I was about to do something I'd sworn I'd never do: give up on writing.
I was not exactly in a good place when I started to think about giving up on writing. I came really close to doing it, but then I found motivation to keep doing what I love in a most unexpected place. I found motivation in a college class about German grammar.
I didn't like today's assignment. My teacher had told us about it as if it was a lot of fun. I suppose it was a lot of fun for people who've loved and been loved before. They were all busy, describing their perfect husbands and wives in German. I, however, was still staring at a blank piece of paper.

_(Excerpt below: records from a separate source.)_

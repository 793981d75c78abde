// SPDX-License-Identifier: PMPL-1.0-or-later
// Copyright (c) 2026 Jonathan D.A. Jewell (hyperpolymath) <jonathan.jewell@open.ac.uk>
//
// Image module — photo loading and orientation normalisation.

pub mod orientation;
pub mod source;

pub use orientation::{OrientationTag, normalize};
pub use source::{BitmapSource, FileBitmapSource, MemoryBitmapSource, SourceImage};
impl PdfReader {
    // -- Construction ---------------------------------------------------------

    /// Open a PDF from the filesystem.
    #[instrument(skip_all, fields(path = %path.as_ref().display()))]
    pub fn open(path: impl AsRef<Path>) -> Result<Self> {
        let path_ref = path.as_ref();
        info!("Opening PDF: {}", path_ref.display());

        let document = Document::load(path_ref).map_err(|err| {
            PagewerkError::SourceUnavailable(format!(
                "failed to open {}: {}",
                path_ref.display(),
                err
            ))
        })?;

        let mut reader = Self::from_document(document);
        reader.source_path = Some(path_ref.display().to_string());
        debug!(pages = reader.page_count(), "PDF loaded");
        Ok(reader)
    }

    /// Create a reader from raw PDF bytes already in memory.
    #[instrument(skip_all, fields(bytes_len = data.len()))]
    pub fn from_bytes(data: &[u8]) -> Result<Self> {
        let document = Document::load_mem(data).map_err(|err| {
            PagewerkError::SourceUnavailable(format!("failed to load PDF from memory: {}", err))
        })?;

        let reader = Self::from_document(document);
        debug!(pages = reader.page_count(), "PDF loaded from bytes");
        Ok(reader)
    }

    fn from_document(document: Document) -> Self {
        // lopdf keys pages by 1-indexed page number in a BTreeMap, so values
        // come out in page order.
        let pages = document.get_pages().into_values().collect();
        Self {
            document,
            pages,
            source_path: None,
        }
    }

    // -- Inspection -----------------------------------------------------------

    /// Number of pages in the document.
    pub fn page_count(&self) -> usize {
        self.pages.len()
    }

    /// Return the source path if the reader was created via [`PdfReader::open`].
    pub fn source_path(&self) -> Option<&str> {
        self.source_path.as_deref()
    }

    /// Open page `index` (0-based).
    pub fn open_page(&self, index: usize) -> Result<PdfPage<'_>> {
        let page_id = *self.pages.get(index).ok_or_else(|| {
            PagewerkError::Render(format!(
                "page {} out of range (document has {} pages)",
                index + 1,
                self.pages.len()
            ))
        })?;

        let media_box = inherited(&self.document, page_id, b"MediaBox")
            .and_then(|obj| MediaBox::parse(&self.document, obj))
            .ok_or_else(|| {
                PagewerkError::Render(format!("page {} has no usable MediaBox", index + 1))
            })?;

        Ok(PdfPage {
            document: &self.document,
            page_id,
            index,
            media_box,
        })
    }
}
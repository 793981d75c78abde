// SPDX-License-Identifier: PMPL-1.0-or-later
// Copyright (c) 2026 Jonathan D.A. Jewell (hyperpolymath) <jonathan.jewell@open.ac.uk>
//
// PDF writer — assemble a fixed-length document of raster pages with `lopdf`.
//
// Page geometry uses one PDF point per page pixel, so a page of W x H pixels
// has MediaBox [0 0 W H]. Each page carries at most one image XObject stored
// as 8-bit DeviceRGB, Flate-compressed, drawn with a single `cm` matrix.

use std::io::Write;

use image::imageops::FilterType;
use image::{DynamicImage, RgbImage};
use lopdf::content::{Content, Operation};
use lopdf::{Dictionary, Document, Object, ObjectId, Stream, StringFormat, dictionary};
use pagewerk_core::PageSize;
use pagewerk_core::error::{PagewerkError, Result};
use tracing::{debug, info, instrument};

use crate::layout::TransformMatrix;

/// Resource name of the single image placed on a page.
const PAGE_IMAGE_NAME: &[u8] = b"Im0";

/// An in-progress PDF with a page count fixed at creation.
///
/// Pages are produced strictly one at a time: [`PageDocument::start_page`]
/// hands out a [`PageCanvas`], which must be returned through
/// [`PageDocument::finish_page`] before the next page can start. Writing
/// consumes the document, so it can be serialised only once; dropping it
/// releases everything.
pub struct PageDocument {
    document: Document,
    /// Reserved id of the /Pages node, filled in on write.
    pages_id: ObjectId,
    page_ids: Vec<ObjectId>,
    page_size: PageSize,
    page_count: usize,
    page_open: bool,
    title: String,
    filter: FilterType,
}

impl PageDocument {
    /// Create an empty document of `page_count` pages, each `page_size`.
    pub fn create(page_size: PageSize, page_count: usize) -> Result<Self> {
        if !page_size.is_valid() {
            return Err(PagewerkError::InvalidArgument(format!(
                "page size {page_size} must have non-zero dimensions"
            )));
        }
        if page_count == 0 {
            return Err(PagewerkError::InvalidArgument(
                "a document needs at least one page".into(),
            ));
        }

        let mut document = Document::with_version("1.5");
        let pages_id = document.new_object_id();

        debug!(%page_size, page_count, "PDF document created");

        Ok(Self {
            document,
            pages_id,
            page_ids: Vec::with_capacity(page_count),
            page_size,
            page_count,
            page_open: false,
            title: String::from("Pagewerk Photos"),
            filter: FilterType::Lanczos3,
        })
    }

    /// Title written to the document information dictionary.
    pub fn with_title(mut self, title: impl Into<String>) -> Self {
        self.title = title.into();
        self
    }

    /// Resampling filter used when an image is drawn smaller than its native
    /// size.
    pub fn with_filter(mut self, filter: FilterType) -> Self {
        self.filter = filter;
        self
    }

    pub fn page_size(&self) -> PageSize {
        self.page_size
    }

    pub fn page_count(&self) -> usize {
        self.page_count
    }

    /// Number of pages already finished.
    pub fn pages_finished(&self) -> usize {
        self.page_ids.len()
    }

    // -- Page lifecycle -------------------------------------------------------

    /// Begin the next page.
    pub fn start_page(&mut self) -> Result<PageCanvas> {
        if self.page_open {
            return Err(PagewerkError::PdfError(
                "previous page has not been finished".into(),
            ));
        }
        if self.page_ids.len() >= self.page_count {
            return Err(PagewerkError::PdfError(format!(
                "document is limited to {} pages",
                self.page_count
            )));
        }
        self.page_open = true;
        Ok(PageCanvas {
            index: self.page_ids.len(),
            page_size: self.page_size,
            filter: self.filter,
            placed: None,
        })
    }

    /// Close `canvas` and append it to the document.
    pub fn finish_page(&mut self, canvas: PageCanvas) -> Result<()> {
        if !self.page_open || canvas.index != self.page_ids.len() {
            return Err(PagewerkError::PdfError(format!(
                "page {} does not belong to the open page slot",
                canvas.index
            )));
        }

        let page_height = self.page_size.height;
        let mut xobjects = Dictionary::new();
        let mut operations = Vec::new();

        if let Some(placed) = canvas.placed {
            let (width, height) = placed.pixels.dimensions();
            let mut image_stream = Stream::new(
                dictionary! {
                    "Type" => "XObject",
                    "Subtype" => "Image",
                    "Width" => Object::Integer(width as i64),
                    "Height" => Object::Integer(height as i64),
                    "ColorSpace" => "DeviceRGB",
                    "BitsPerComponent" => Object::Integer(8),
                },
                placed.pixels.into_raw(),
            );
            if let Err(err) = image_stream.compress() {
                debug!(page = canvas.index + 1, %err, "Flate failed, storing image uncompressed");
            }
            let image_id = self.document.add_object(image_stream);
            xobjects.set(PAGE_IMAGE_NAME.to_vec(), Object::Reference(image_id));

            operations.push(Operation::new("q", vec![]));
            operations.push(Operation::new(
                "cm",
                vec![
                    Object::Integer(width as i64),
                    Object::Integer(0),
                    Object::Integer(0),
                    Object::Integer(height as i64),
                    Object::Integer(placed.transform.tx as i64),
                    Object::Integer(placed.transform.pdf_y(page_height) as i64),
                ],
            ));
            operations.push(Operation::new(
                "Do",
                vec![Object::Name(PAGE_IMAGE_NAME.to_vec())],
            ));
            operations.push(Operation::new("Q", vec![]));
        }

        let content = Content { operations }.encode().map_err(|err| {
            PagewerkError::PdfError(format!("failed to encode page content: {}", err))
        })?;
        let content_id = self
            .document
            .add_object(Stream::new(Dictionary::new(), content));

        let page_id = self.document.add_object(dictionary! {
            "Type" => "Page",
            "Parent" => Object::Reference(self.pages_id),
            "MediaBox" => vec![
                Object::Integer(0),
                Object::Integer(0),
                Object::Integer(self.page_size.width as i64),
                Object::Integer(page_height as i64),
            ],
            "Contents" => Object::Reference(content_id),
            "Resources" => dictionary! { "XObject" => xobjects },
        });

        self.page_ids.push(page_id);
        self.page_open = false;

        debug!(
            page = canvas.index + 1,
            total = self.page_count,
            "Page finished"
        );
        Ok(())
    }

    // -- Serialisation --------------------------------------------------------

    /// Serialise the finished document into `sink` in a single pass.
    ///
    /// Every page must have been finished. Consumes the document.
    #[instrument(skip_all, fields(pages = self.page_ids.len()))]
    pub fn write_to<W: Write>(mut self, sink: &mut W) -> Result<()> {
        if self.page_open || self.page_ids.len() != self.page_count {
            return Err(PagewerkError::PdfError(format!(
                "only {} of {} pages are finished",
                self.page_ids.len(),
                self.page_count
            )));
        }

        let kids: Vec<Object> = self.page_ids.iter().map(|id| Object::Reference(*id)).collect();
        self.document.objects.insert(
            self.pages_id,
            Object::Dictionary(dictionary! {
                "Type" => "Pages",
                "Kids" => kids,
                "Count" => Object::Integer(self.page_count as i64),
            }),
        );

        let catalog_id = self.document.add_object(dictionary! {
            "Type" => "Catalog",
            "Pages" => Object::Reference(self.pages_id),
        });
        let info_id = self.document.add_object(dictionary! {
            "Title" => Object::String(self.title.clone().into_bytes(), StringFormat::Literal),
            "Producer" => Object::String(b"Pagewerk".to_vec(), StringFormat::Literal),
        });
        self.document.trailer.set("Root", Object::Reference(catalog_id));
        self.document.trailer.set("Info", Object::Reference(info_id));

        self.document
            .save_to(sink)
            .map_err(|err| PagewerkError::Write(err.to_string()))?;
        sink.flush()
            .map_err(|err| PagewerkError::Write(err.to_string()))?;

        info!(pages = self.page_count, title = %self.title, "PDF written");
        Ok(())
    }
}

/// Drawing surface for one page.
pub struct PageCanvas {
    index: usize,
    page_size: PageSize,
    filter: FilterType,
    placed: Option<PlacedImage>,
}

struct PlacedImage {
    pixels: RgbImage,
    transform: TransformMatrix,
}

impl PageCanvas {
    /// 0-based index of this page in its document.
    pub fn index(&self) -> usize {
        self.index
    }

    /// Draw `image` at `transform`, taking ownership of the buffer.
    ///
    /// The image is resampled to the transform's scaled size when needed and
    /// flattened onto white. A page holds at most one image.
    pub fn draw_image(&mut self, image: DynamicImage, transform: &TransformMatrix) -> Result<()> {
        if self.placed.is_some() {
            return Err(PagewerkError::PdfError(format!(
                "page {} already holds an image",
                self.index + 1
            )));
        }
        if transform.tx + transform.scaled_width > self.page_size.width
            || transform.ty + transform.scaled_height > self.page_size.height
        {
            return Err(PagewerkError::PdfError(format!(
                "placement {}x{}+{}+{} exceeds page {}",
                transform.scaled_width,
                transform.scaled_height,
                transform.tx,
                transform.ty,
                self.page_size
            )));
        }

        let image = if image.width() == transform.scaled_width
            && image.height() == transform.scaled_height
        {
            image
        } else {
            debug!(
                from_w = image.width(),
                from_h = image.height(),
                to_w = transform.scaled_width,
                to_h = transform.scaled_height,
                "Resampling image for page"
            );
            image.resize_exact(transform.scaled_width, transform.scaled_height, self.filter)
        };

        self.placed = Some(PlacedImage {
            pixels: flatten_onto_white(image),
            transform: *transform,
        });
        Ok(())
    }

    /// Whether nothing has been drawn on this page.
    pub fn is_blank(&self) -> bool {
        self.placed.is_none()
    }
}

/// Convert to 8-bit RGB, compositing any alpha channel over white.
fn flatten_onto_white(image: DynamicImage) -> RgbImage {
    if !image.color().has_alpha() {
        return image.into_rgb8();
    }

    let rgba = image.into_rgba8();
    RgbImage::from_fn(rgba.width(), rgba.height(), |x, y| {
        let image::Rgba([r, g, b, a]) = *rgba.get_pixel(x, y);
        let a = a as u32;
        let blend =
            |channel: u8| -> u8 { ((channel as u32 * a + 255 * (255 - a) + 127) / 255) as u8 };
        image::Rgb([blend(r), blend(g), blend(b)])
    })
}
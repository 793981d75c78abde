// SPDX-License-Identifier: PMPL-1.0-or-later
// Copyright (c) 2026 Jonathan D.A. Jewell (hyperpolymath) <jonathan.jewell@open.ac.uk>
//
// Progress protocol shared by the encoder and the decoder.
//
// Order of events for one invocation:
//
//   on_start → on_progress(1..=total) → [on_save_file, encoder only]
//            → on_success | on_fail
//
// A precondition failure skips straight to on_fail. Exactly one terminal
// event is delivered per invocation. All events fire synchronously on the
// thread running the pipeline.

use pagewerk_core::{PagewerkError, ProgressEvent};

/// Receives pipeline events. Every method defaults to a no-op, so an
/// implementation only overrides what it cares about.
///
/// `T` is the success payload: a path for the encoder, the rendered pages for
/// the decoder.
pub trait ProgressReporter<T: ?Sized> {
    fn on_start(&mut self) {}

    fn on_progress(&mut self, _event: ProgressEvent) {}

    /// All pages are finished and the document is about to be written.
    fn on_save_file(&mut self) {}

    fn on_success(&mut self, _result: &T) {}

    /// `error.kind()` gives the failure class.
    fn on_fail(&mut self, _error: &PagewerkError) {}
}

/// Ignores every event.
#[derive(Debug, Clone, Copy, Default)]
pub struct NoProgress;

impl<T: ?Sized> ProgressReporter<T> for NoProgress {}

/// Event as observed by [`RecordingReporter`].
#[derive(Debug, Clone, PartialEq, Eq)]
pub enum RecordedEvent {
    Start,
    Progress(ProgressEvent),
    SaveFile,
    Success,
    Fail(pagewerk_core::ErrorKind),
}

/// Keeps every event it receives, in order. Useful for tests and for front
/// ends that replay progress after the fact.
#[derive(Debug, Clone, Default)]
pub struct RecordingReporter {
    pub events: Vec<RecordedEvent>,
}

impl RecordingReporter {
    pub fn new() -> Self {
        Self::default()
    }

    /// Indices of all progress events, in delivery order.
    pub fn progress_indices(&self) -> Vec<usize> {
        self.events
            .iter()
            .filter_map(|event| match event {
                RecordedEvent::Progress(p) => Some(p.index),
                _ => None,
            })
            .collect()
    }

    /// Number of `on_success` plus `on_fail` events.
    pub fn terminal_count(&self) -> usize {
        self.events
            .iter()
            .filter(|event| matches!(event, RecordedEvent::Success | RecordedEvent::Fail(_)))
            .count()
    }
}

impl<T: ?Sized> ProgressReporter<T> for RecordingReporter {
    fn on_start(&mut self) {
        self.events.push(RecordedEvent::Start);
    }

    fn on_progress(&mut self, event: ProgressEvent) {
        self.events.push(RecordedEvent::Progress(event));
    }

    fn on_save_file(&mut self) {
        self.events.push(RecordedEvent::SaveFile);
    }

    fn on_success(&mut self, _result: &T) {
        self.events.push(RecordedEvent::Success);
    }

    fn on_fail(&mut self, error: &PagewerkError) {
        self.events.push(RecordedEvent::Fail(error.kind()));
    }
}

#[cfg(test)]
mod tests {
    use super::*;
    use pagewerk_core::ErrorKind;
    use std::path::Path;

    struct CountStarts(usize);

    impl ProgressReporter<Path> for CountStarts {
        fn on_start(&mut self) {
            self.0 += 1;
        }
    }

    #[test]
    fn unimplemented_handlers_are_silent() {
        let mut reporter = CountStarts(0);
        reporter.on_start();
        reporter.on_progress(ProgressEvent { index: 1, total: 1 });
        reporter.on_save_file();
        reporter.on_success(Path::new("/tmp/out.pdf"));
        assert_eq!(reporter.0, 1);
    }

    #[test]
    fn recording_keeps_order() {
        let mut recorder = RecordingReporter::new();
        {
            let reporter: &mut dyn ProgressReporter<Path> = &mut recorder;
            reporter.on_start();
            reporter.on_progress(ProgressEvent { index: 1, total: 2 });
            reporter.on_progress(ProgressEvent { index: 2, total: 2 });
            reporter.on_fail(&PagewerkError::Write("disk full".into()));
        }
        assert_eq!(recorder.events.first(), Some(&RecordedEvent::Start));
        assert_eq!(recorder.progress_indices(), vec![1, 2]);
        assert_eq!(
            recorder.events.last(),
            Some(&RecordedEvent::Fail(ErrorKind::IoFailure))
        );
        assert_eq!(recorder.terminal_count(), 1);
    }
}
// SPDX-License-Identifier: PMPL-1.0-or-later
// Copyright (c) 2026 Jonathan D.A. Jewell (hyperpolymath) <jonathan.jewell@open.ac.uk>
//
// Page layout — fit an image into a fixed page: scale down only, keep the
// aspect ratio, centre the result.

use pagewerk_core::PageSize;

/// Placement of one image on a page.
///
/// Offsets are measured from the page's top-left corner in page pixels. The
/// scaled dimensions are truncated to whole pixels, so the placed rectangle is
/// always pixel aligned.
#[derive(Debug, Clone, Copy, PartialEq)]
pub struct TransformMatrix {
    /// Uniform scale factor applied to both axes. Never greater than 1.0.
    pub scale: f32,
    pub scaled_width: u32,
    pub scaled_height: u32,
    pub tx: u32,
    pub ty: u32,
}

impl TransformMatrix {
    /// Whether the image is drawn at its native size.
    pub fn is_identity_scale(&self) -> bool {
        self.scale >= 1.0
    }

    /// Vertical offset of the image's bottom edge for a bottom-left origin
    /// (PDF user space) on a page `page_height` tall.
    pub fn pdf_y(&self, page_height: u32) -> u32 {
        page_height - self.ty - self.scaled_height
    }
}

/// Compute the transform that fits an `image_width` x `image_height` image on
/// an `page_width` x `page_height` page.
///
/// All four dimensions must be non-zero; callers validate this. The image is
/// never enlarged. When it does not fit, the largest factor that makes both
/// dimensions fit is used.
pub fn compute_transform(
    image_width: u32,
    image_height: u32,
    page_width: u32,
    page_height: u32,
) -> TransformMatrix {
    let (scale, scaled_width, scaled_height) =
        if image_width <= page_width && image_height <= page_height {
            (1.0f32, image_width, image_height)
        } else {
            let ratio_w = page_width as f32 / image_width as f32;
            let ratio_h = page_height as f32 / image_height as f32;
            let ratio = ratio_w.min(ratio_h);
            // f32 rounding can push a product a hair over the page edge.
            let fit = |dim: u32, bound: u32| ((dim as f32 * ratio) as u32).clamp(1, bound);
            (
                ratio,
                fit(image_width, page_width),
                fit(image_height, page_height),
            )
        };

    TransformMatrix {
        scale,
        scaled_width,
        scaled_height,
        tx: (page_width - scaled_width) / 2,
        ty: (page_height - scaled_height) / 2,
    }
}

/// [`compute_transform`] against a [`PageSize`].
pub fn fit_to_page(image_width: u32, image_height: u32, page: PageSize) -> TransformMatrix {
    compute_transform(image_width, image_height, page.width, page.height)
}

'Why arfen't you writing?' the girl next to me asked.
I swallowed the lump in my throath and whispered: 'I feel very comfortable writing about this topic. I don't like it...' I looked back at the paper. How did my teacher expect me to write about my dream husband in flawless German, while I'd clearly been labelled 'Forever Alone' and still wasn't sure if it's actually possible for any guy to like someone like me? Beggars can't be choosers, right?
Staring at the snow white paper didn't help much. If anything, it made me feel worse.
'Come on, Envy. Only five minutes left, then you'll all have to read your pieces out loud,' my teacher said.
I didn't want to read anything out loud, least of all my preferences when it comes to guys, but I finally picked my pen up and just wrote whatever came to mind.
One by one my classmates read their pieces. Some had written dating profiles, others a list of things they look for in a partner, one had even written a diary entry.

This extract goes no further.